(Collected data)
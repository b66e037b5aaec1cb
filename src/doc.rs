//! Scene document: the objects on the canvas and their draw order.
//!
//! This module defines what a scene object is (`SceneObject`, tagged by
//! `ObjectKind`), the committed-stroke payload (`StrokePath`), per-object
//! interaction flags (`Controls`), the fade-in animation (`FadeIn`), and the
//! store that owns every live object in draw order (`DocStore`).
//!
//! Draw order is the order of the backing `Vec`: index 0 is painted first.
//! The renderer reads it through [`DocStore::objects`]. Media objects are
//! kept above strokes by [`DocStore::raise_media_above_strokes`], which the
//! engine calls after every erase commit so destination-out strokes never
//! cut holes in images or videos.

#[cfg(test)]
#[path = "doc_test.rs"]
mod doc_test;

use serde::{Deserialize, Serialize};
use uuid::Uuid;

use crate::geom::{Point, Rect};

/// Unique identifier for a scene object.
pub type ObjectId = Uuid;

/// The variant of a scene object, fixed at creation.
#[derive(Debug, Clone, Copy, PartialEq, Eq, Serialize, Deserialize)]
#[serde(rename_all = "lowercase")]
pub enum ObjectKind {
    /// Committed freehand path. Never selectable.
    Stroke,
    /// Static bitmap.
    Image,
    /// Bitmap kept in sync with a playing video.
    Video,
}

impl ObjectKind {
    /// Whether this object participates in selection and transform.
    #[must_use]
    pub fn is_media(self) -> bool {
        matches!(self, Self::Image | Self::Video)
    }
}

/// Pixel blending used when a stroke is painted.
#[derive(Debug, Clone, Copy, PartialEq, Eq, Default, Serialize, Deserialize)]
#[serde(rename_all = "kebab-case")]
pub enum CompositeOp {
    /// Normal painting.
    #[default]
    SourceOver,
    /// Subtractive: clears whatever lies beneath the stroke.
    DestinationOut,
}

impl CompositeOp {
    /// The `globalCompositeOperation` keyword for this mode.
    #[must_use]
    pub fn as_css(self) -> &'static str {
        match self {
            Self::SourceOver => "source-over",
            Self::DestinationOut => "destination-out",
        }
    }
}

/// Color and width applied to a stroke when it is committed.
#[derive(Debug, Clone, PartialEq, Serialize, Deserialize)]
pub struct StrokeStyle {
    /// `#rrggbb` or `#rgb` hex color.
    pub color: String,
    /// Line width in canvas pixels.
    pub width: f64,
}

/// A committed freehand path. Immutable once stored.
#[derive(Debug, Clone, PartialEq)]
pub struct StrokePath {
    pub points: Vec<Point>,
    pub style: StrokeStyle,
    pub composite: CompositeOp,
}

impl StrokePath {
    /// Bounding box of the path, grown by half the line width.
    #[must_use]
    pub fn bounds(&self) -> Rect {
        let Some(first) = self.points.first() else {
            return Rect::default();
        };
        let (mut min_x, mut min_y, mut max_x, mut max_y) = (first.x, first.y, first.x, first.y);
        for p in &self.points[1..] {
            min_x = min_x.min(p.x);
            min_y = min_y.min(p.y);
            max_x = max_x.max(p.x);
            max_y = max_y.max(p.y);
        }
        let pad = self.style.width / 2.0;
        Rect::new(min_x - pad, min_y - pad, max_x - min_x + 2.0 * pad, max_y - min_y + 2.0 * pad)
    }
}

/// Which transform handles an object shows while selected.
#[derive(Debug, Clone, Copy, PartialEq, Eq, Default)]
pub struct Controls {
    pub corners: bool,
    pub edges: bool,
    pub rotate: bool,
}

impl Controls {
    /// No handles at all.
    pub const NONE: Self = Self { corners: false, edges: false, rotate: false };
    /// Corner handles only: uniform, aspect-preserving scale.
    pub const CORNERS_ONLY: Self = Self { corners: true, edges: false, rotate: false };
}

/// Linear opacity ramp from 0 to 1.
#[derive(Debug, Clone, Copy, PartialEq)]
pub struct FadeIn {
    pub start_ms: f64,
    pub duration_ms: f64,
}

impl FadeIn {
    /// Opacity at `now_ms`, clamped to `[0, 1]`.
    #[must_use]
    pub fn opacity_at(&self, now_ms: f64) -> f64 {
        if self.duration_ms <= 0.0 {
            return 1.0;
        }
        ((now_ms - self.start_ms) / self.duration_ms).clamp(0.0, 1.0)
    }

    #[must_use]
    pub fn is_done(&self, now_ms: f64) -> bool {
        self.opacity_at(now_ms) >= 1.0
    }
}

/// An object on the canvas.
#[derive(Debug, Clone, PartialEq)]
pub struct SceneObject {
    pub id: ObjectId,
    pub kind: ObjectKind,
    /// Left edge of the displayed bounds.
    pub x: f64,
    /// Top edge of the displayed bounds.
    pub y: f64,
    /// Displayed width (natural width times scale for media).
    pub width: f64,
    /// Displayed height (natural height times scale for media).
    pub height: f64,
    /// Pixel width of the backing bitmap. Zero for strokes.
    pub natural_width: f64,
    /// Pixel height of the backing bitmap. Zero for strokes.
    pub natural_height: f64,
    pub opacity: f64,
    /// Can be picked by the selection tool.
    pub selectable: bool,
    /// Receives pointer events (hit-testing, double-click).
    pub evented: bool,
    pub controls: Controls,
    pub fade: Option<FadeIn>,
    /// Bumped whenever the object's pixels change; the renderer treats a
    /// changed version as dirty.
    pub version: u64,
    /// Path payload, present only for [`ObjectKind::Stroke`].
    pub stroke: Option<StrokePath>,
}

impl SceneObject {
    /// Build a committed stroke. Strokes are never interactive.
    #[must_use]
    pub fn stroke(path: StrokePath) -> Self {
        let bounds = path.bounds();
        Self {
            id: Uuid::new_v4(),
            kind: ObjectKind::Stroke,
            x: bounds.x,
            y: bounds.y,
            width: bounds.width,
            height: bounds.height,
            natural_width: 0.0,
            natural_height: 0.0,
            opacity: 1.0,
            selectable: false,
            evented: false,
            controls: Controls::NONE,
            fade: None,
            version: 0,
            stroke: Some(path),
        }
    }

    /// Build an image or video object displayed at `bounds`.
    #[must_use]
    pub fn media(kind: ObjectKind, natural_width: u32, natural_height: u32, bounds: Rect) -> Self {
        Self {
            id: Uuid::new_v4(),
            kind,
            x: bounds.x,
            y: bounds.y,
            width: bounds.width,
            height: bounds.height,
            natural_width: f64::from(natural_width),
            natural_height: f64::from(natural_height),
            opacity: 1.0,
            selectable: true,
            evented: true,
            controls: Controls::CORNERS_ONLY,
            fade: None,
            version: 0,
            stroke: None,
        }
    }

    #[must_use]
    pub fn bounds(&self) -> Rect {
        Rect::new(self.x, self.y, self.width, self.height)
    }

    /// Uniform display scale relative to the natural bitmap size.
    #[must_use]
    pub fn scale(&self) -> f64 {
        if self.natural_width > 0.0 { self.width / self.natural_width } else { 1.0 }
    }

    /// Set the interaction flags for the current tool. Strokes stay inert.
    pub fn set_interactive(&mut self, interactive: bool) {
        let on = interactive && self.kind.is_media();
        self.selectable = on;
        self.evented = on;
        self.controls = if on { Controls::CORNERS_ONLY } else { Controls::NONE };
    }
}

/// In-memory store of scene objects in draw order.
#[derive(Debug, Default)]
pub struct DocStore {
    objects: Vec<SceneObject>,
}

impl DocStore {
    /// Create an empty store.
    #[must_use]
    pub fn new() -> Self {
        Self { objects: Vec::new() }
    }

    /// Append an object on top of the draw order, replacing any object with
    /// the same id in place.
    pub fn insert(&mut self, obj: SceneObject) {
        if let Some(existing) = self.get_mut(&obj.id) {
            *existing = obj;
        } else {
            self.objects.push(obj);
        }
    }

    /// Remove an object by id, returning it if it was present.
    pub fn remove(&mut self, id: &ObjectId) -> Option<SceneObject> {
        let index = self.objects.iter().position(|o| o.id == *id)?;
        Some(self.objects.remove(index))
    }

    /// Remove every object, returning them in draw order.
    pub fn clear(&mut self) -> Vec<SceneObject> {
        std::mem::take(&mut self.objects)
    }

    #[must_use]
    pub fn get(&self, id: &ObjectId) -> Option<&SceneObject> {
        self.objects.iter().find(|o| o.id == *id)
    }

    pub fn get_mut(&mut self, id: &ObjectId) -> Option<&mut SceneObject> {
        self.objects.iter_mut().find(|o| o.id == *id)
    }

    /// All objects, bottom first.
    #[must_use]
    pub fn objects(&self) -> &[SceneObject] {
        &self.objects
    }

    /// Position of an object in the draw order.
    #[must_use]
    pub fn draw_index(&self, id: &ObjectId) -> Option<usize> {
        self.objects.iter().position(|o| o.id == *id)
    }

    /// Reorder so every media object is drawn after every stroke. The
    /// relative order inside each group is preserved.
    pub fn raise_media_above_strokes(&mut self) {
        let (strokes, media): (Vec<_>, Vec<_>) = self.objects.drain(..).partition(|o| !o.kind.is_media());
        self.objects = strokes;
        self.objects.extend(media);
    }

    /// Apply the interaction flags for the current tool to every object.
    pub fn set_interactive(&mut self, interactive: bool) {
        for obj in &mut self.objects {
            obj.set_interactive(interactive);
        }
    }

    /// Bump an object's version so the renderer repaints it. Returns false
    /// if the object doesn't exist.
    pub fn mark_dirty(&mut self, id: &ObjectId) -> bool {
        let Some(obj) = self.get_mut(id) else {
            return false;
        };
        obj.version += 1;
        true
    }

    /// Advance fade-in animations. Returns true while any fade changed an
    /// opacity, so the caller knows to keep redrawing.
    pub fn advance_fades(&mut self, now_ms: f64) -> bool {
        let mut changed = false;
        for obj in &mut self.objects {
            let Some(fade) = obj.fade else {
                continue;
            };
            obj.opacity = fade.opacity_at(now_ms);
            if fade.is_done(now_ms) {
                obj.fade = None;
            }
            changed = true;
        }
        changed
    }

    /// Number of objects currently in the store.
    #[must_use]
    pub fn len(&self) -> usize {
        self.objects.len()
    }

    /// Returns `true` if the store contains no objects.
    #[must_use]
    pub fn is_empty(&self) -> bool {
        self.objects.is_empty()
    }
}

Exercise prompt: If a line in the records above includes the string "freehand", copy it.

Result of this task:
    /// Committed freehand path. Never selectable.
/// A committed freehand path. Immutable once stored.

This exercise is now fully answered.